----- Source material -----

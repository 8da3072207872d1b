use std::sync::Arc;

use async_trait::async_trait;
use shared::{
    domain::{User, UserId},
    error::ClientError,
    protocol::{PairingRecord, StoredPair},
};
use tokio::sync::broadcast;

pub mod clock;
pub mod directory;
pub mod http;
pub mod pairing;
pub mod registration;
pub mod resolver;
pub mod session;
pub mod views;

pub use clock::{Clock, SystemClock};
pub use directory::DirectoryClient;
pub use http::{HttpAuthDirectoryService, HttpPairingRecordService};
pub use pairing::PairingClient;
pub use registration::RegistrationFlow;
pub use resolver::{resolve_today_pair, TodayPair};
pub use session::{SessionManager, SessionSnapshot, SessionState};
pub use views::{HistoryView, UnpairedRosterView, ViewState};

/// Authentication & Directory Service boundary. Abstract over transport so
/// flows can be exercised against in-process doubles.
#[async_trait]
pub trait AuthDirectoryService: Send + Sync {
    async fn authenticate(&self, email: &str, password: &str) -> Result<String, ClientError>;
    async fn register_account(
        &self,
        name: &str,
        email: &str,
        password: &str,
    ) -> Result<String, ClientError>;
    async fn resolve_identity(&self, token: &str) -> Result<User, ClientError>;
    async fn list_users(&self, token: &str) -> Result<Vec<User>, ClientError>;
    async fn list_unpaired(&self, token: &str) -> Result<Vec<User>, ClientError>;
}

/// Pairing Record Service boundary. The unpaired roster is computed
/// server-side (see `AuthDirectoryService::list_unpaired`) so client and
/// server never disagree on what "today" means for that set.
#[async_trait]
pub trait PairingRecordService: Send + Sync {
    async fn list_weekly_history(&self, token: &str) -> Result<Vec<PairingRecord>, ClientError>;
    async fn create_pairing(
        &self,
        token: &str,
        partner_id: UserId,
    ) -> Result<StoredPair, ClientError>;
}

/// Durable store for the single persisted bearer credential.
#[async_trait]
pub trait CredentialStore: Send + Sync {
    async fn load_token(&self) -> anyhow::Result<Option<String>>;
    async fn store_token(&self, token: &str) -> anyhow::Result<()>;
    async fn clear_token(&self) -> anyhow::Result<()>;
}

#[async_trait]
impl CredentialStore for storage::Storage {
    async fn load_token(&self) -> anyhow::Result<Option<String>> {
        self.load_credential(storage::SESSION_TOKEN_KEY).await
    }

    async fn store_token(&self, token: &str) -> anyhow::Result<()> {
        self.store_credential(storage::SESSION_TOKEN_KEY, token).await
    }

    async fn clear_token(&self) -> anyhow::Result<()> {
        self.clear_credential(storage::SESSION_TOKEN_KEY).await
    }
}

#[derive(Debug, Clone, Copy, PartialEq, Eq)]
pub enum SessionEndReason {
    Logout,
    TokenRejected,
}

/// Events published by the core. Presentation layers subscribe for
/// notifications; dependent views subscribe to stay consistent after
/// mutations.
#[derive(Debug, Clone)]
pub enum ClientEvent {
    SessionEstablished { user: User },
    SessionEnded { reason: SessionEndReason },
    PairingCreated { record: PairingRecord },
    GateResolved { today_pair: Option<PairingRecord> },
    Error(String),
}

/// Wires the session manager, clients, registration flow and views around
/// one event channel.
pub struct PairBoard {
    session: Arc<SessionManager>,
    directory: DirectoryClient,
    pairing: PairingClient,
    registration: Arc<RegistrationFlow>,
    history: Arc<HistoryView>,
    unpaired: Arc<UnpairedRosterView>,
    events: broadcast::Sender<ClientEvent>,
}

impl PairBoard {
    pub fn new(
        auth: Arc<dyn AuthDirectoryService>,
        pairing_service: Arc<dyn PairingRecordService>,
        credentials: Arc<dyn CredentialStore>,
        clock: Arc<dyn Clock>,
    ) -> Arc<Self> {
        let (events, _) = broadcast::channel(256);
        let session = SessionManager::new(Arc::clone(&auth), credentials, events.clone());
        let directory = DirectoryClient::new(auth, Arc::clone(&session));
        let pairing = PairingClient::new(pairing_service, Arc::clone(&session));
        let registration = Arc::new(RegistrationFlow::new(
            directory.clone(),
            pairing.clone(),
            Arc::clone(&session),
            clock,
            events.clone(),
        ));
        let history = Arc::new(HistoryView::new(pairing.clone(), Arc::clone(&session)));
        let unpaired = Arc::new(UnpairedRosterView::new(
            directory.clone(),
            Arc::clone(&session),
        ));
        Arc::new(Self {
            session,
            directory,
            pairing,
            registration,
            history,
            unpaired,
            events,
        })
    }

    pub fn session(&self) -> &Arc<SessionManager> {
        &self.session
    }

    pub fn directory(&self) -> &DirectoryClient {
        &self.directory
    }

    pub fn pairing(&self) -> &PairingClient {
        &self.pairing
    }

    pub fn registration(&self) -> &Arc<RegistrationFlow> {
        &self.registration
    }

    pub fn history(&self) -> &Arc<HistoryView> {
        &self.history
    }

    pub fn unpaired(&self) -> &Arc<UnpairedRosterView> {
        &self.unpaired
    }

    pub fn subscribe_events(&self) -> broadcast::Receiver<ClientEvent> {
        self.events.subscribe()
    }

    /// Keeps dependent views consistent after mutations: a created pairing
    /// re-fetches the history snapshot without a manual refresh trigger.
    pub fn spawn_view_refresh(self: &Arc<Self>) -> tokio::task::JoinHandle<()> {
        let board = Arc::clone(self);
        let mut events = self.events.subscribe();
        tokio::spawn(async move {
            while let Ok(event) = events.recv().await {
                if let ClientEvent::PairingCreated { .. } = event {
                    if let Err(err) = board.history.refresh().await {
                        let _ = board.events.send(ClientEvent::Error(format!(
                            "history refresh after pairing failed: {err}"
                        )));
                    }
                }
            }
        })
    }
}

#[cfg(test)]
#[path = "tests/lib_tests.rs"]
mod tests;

-----

__Required action__. Repeat every line of the listing, word for word.

__Response area__.
repository 8da3072207872d1b
use std::sync::Arc;

use async_trait::async_trait;
use shared::{
    domain::{User, UserId},
    error::ClientError,
    protocol::{PairingRecord, StoredPair},
};
use tokio::sync::broadcast;

pub mod clock;
pub mod directory;
pub mod http;
pub mod pairing;
pub mod registration;
pub mod resolver;
pub mod session;
pub mod views;

pub use clock::{Clock, SystemClock};
pub use directory::DirectoryClient;
pub use http::{HttpAuthDirectoryService, HttpPairingRecordService};
pub use pairing::PairingClient;
pub use registration::RegistrationFlow;
pub use resolver::{resolve_today_pair, TodayPair};
pub use session::{SessionManager, SessionSnapshot, SessionState};
pub use views::{HistoryView, UnpairedRosterView, ViewState};

/// Authentication & Directory Service boundary. Abstract over transport so
/// flows can be exercised against in-process doubles.
#[async_trait]
pub trait AuthDirectoryService: Send + Sync {
    async fn authenticate(&self, email: &str, password: &str) -> Result<String, ClientError>;
    async fn register_account(
        &self,
        name: &str,
        email: &str,
        password: &str,
    ) -> Result<String, ClientError>;
    async fn resolve_identity(&self, token: &str) -> Result<User, ClientError>;
    async fn list_users(&self, token: &str) -> Result<Vec<User>, ClientError>;
    async fn list_unpaired(&self, token: &str) -> Result<Vec<User>, ClientError>;
}

/// Pairing Record Service boundary. The unpaired roster is computed
/// server-side (see `AuthDirectoryService::list_unpaired`) so client and
/// server never disagree on what "today" means for that set.
#[async_trait]
pub trait PairingRecordService: Send + Sync {
    async fn list_weekly_history(&self, token: &str) -> Result<Vec<PairingRecord>, ClientError>;
    async fn create_pairing(
        &self,
        token: &str,
        partner_id: UserId,
    ) -> Result<StoredPair, ClientError>;
}

/// Durable store for the single persisted bearer credential.
#[async_trait]
pub trait CredentialStore: Send + Sync {
    async fn load_token(&self) -> anyhow::Result<Option<String>>;
    async fn store_token(&self, token: &str) -> anyhow::Result<()>;
    async fn clear_token(&self) -> anyhow::Result<()>;
}

#[async_trait]
impl CredentialStore for storage::Storage {
    async fn load_token(&self) -> anyhow::Result<Option<String>> {
        self.load_credential(storage::SESSION_TOKEN_KEY).await
    }

    async fn store_token(&self, token: &str) -> anyhow::Result<()> {
        self.store_credential(storage::SESSION_TOKEN_KEY, token).await
    }

    async fn clear_token(&self) -> anyhow::Result<()> {
        self.clear_credential(storage::SESSION_TOKEN_KEY).await
    }
}

#[derive(Debug, Clone, Copy, PartialEq, Eq)]
pub enum SessionEndReason {
    Logout,
    TokenRejected,
}

/// Events published by the core. Presentation layers subscribe for
/// notifications; dependent views subscribe to stay consistent after
/// mutations.
#[derive(Debug, Clone)]
pub enum ClientEvent {
    SessionEstablished { user: User },
    SessionEnded { reason: SessionEndReason },
    PairingCreated { record: PairingRecord },
    GateResolved { today_pair: Option<PairingRecord> },
    Error(String),
}

/// Wires the session manager, clients, registration flow and views around
/// one event channel.
pub struct PairBoard {
    session: Arc<SessionManager>,
    directory: DirectoryClient,
    pairing: PairingClient,
    registration: Arc<RegistrationFlow>,
    history: Arc<HistoryView>,
    unpaired: Arc<UnpairedRosterView>,
    events: broadcast::Sender<ClientEvent>,
}

impl PairBoard {
    pub fn new(
        auth: Arc<dyn AuthDirectoryService>,
        pairing_service: Arc<dyn PairingRecordService>,
        credentials: Arc<dyn CredentialStore>,
        clock: Arc<dyn Clock>,
    ) -> Arc<Self> {
        let (events, _) = broadcast::channel(256);
        let session = SessionManager::new(Arc::clone(&auth), credentials, events.clone());
        let directory = DirectoryClient::new(auth, Arc::clone(&session));
        let pairing = PairingClient::new(pairing_service, Arc::clone(&session));
        let registration = Arc::new(RegistrationFlow::new(
            directory.clone(),
            pairing.clone(),
            Arc::clone(&session),
            clock,
            events.clone(),
        ));
        let history = Arc::new(HistoryView::new(pairing.clone(), Arc::clone(&session)));
        let unpaired = Arc::new(UnpairedRosterView::new(
            directory.clone(),
            Arc::clone(&session),
        ));
        Arc::new(Self {
            session,
            directory,
            pairing,
            registration,
            history,
            unpaired,
            events,
        })
    }

    pub fn session(&self) -> &Arc<SessionManager> {
        &self.session
    }

    pub fn directory(&self) -> &DirectoryClient {
        &self.directory
    }

    pub fn pairing(&self) -> &PairingClient {
        &self.pairing
    }

    pub fn registration(&self) -> &Arc<RegistrationFlow> {
        &self.registration
    }

    pub fn history(&self) -> &Arc<HistoryView> {
        &self.history
    }

    pub fn unpaired(&self) -> &Arc<UnpairedRosterView> {
        &self.unpaired
    }

    pub fn subscribe_events(&self) -> broadcast::Receiver<ClientEvent> {
        self.events.subscribe()
    }

    /// Keeps dependent views consistent after mutations: a created pairing
    /// re-fetches the history snapshot without a manual refresh trigger.
    pub fn spawn_view_refresh(self: &Arc<Self>) -> tokio::task::JoinHandle<()> {
        let board = Arc::clone(self);
        let mut events = self.events.subscribe();
        tokio::spawn(async move {
            while let Ok(event) = events.recv().await {
                if let ClientEvent::PairingCreated { .. } = event {
                    if let Err(err) = board.history.refresh().await {
                        let _ = board.events.send(ClientEvent::Error(format!(
                            "history refresh after pairing failed: {err}"
                        )));
                    }
                }
            }
        })
    }
}

#[cfg(test)]
#[path = "tests/lib_tests.rs"]
mod tests;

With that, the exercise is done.